▸ **WHAT IS BEING ASKED**
The expected output is the exact lines from the one containing "of the current main resource." through the end of the data, inclusive, and nothing else.

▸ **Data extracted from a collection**
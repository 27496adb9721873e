//! Page frames.

use std::sync::Arc;

use parking_lot::RwLock;

use crate::identifiers::FrameId;

use super::Resource;

// ============================================================================
// Frame
// ============================================================================

/// A frame in the inspected page.
///
/// The main resource changes on every committed navigation.
#[derive(Debug)]
pub struct Frame {
    id: FrameId,
    parent_id: Option<FrameId>,
    main_resource: RwLock<Option<Arc<Resource>>>,
}

impl Frame {
    /// Creates a top-level frame with no main resource yet.
    #[must_use]
    pub fn new(id: FrameId) -> Self {
        Self {
            id,
            parent_id: None,
            main_resource: RwLock::new(None),
        }
    }

    /// Marks this frame as a child of `parent_id`.
    #[must_use]
    pub fn with_parent(mut self, parent_id: FrameId) -> Self {
        self.parent_id = Some(parent_id);
        self
    }

    /// Returns the frame identifier.
    #[inline]
    #[must_use]
    pub fn id(&self) -> &FrameId {
        &self.id
    }

    /// Returns the parent frame identifier.
    #[inline]
    #[must_use]
    pub fn parent_id(&self) -> Option<&FrameId> {
        self.parent_id.as_ref()
    }

    /// Returns `true` for a top-level frame.
    #[inline]
    #[must_use]
    pub fn is_top_level(&self) -> bool {
        self.parent_id.is_none()
    }

    /// Returns the current main resource.
    #[must_use]
    pub fn main_resource(&self) -> Option<Arc<Resource>> {
        self.main_resource.read().clone()
    }

    /// Returns the URL of the current main resource.
    #[must_use]
    pub fn url(&self) -> Option<String> {
        self.main_resource
            .read()
            .as_ref()
            .map(|r| r.url().to_string())
    }

    /// Replaces the main resource after a navigation.
    pub fn set_main_resource(&self, resource: Arc<Resource>) {
        *self.main_resource.write() = Some(resource);
    }
}

// ============================================================================
// Tests
// ============================================================================

#[cfg(test)]
mod tests {
    use super::*;
    use crate::model::ResourceType;

    #[test]
    fn test_navigation_replaces_main_resource() {
        let frame = Frame::new(FrameId::new("main"));
        assert!(frame.main_resource().is_none());
        assert!(frame.url().is_none());

        frame.set_main_resource(Arc::new(Resource::new("https://a.test/", ResourceType::Document)));
        assert_eq!(frame.url().as_deref(), Some("https://a.test/"));

        frame.set_main_resource(Arc::new(Resource::new("https://b.test/", ResourceType::Document)));
        assert_eq!(frame.url().as_deref(), Some("https://b.test/"));
    }

    #[test]
    fn test_child_frame() {
        let child = Frame::new(FrameId::new("child")).with_parent(FrameId::new("main"));
        assert!(!child.is_top_level());
        assert_eq!(child.parent_id(), Some(&FrameId::new("main")));
    }
}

▸ **OUTPUT OF THE TASK**
    /// Returns the URL of the current main resource.
    #[must_use]
    pub fn url(&self) -> Option<String> {
        self.main_resource
            .read()
            .as_ref()
            .map(|r| r.url().to_string())
    }

    /// Replaces the main resource after a navigation.
    pub fn set_main_resource(&self, resource: Arc<Resource>) {
        *self.main_resource.write() = Some(resource);
    }
}

// ============================================================================
// Tests
// ============================================================================

#[cfg(test)]
mod tests {
    use super::*;
    use crate::model::ResourceType;

    #[test]
    fn test_navigation_replaces_main_resource() {
        let frame = Frame::new(FrameId::new("main"));
        assert!(frame.main_resource().is_none());
        assert!(frame.url().is_none());

        frame.set_main_resource(Arc::new(Resource::new("https://a.test/", ResourceType::Document)));
        assert_eq!(frame.url().as_deref(), Some("https://a.test/"));

        frame.set_main_resource(Arc::new(Resource::new("https://b.test/", ResourceType::Document)));
        assert_eq!(frame.url().as_deref(), Some("https://b.test/"));
    }

    #[test]
    fn test_child_frame() {
        let child = Frame::new(FrameId::new("child")).with_parent(FrameId::new("main"));
        assert!(!child.is_top_level());
        assert_eq!(child.parent_id(), Some(&FrameId::new("main")));
    }
}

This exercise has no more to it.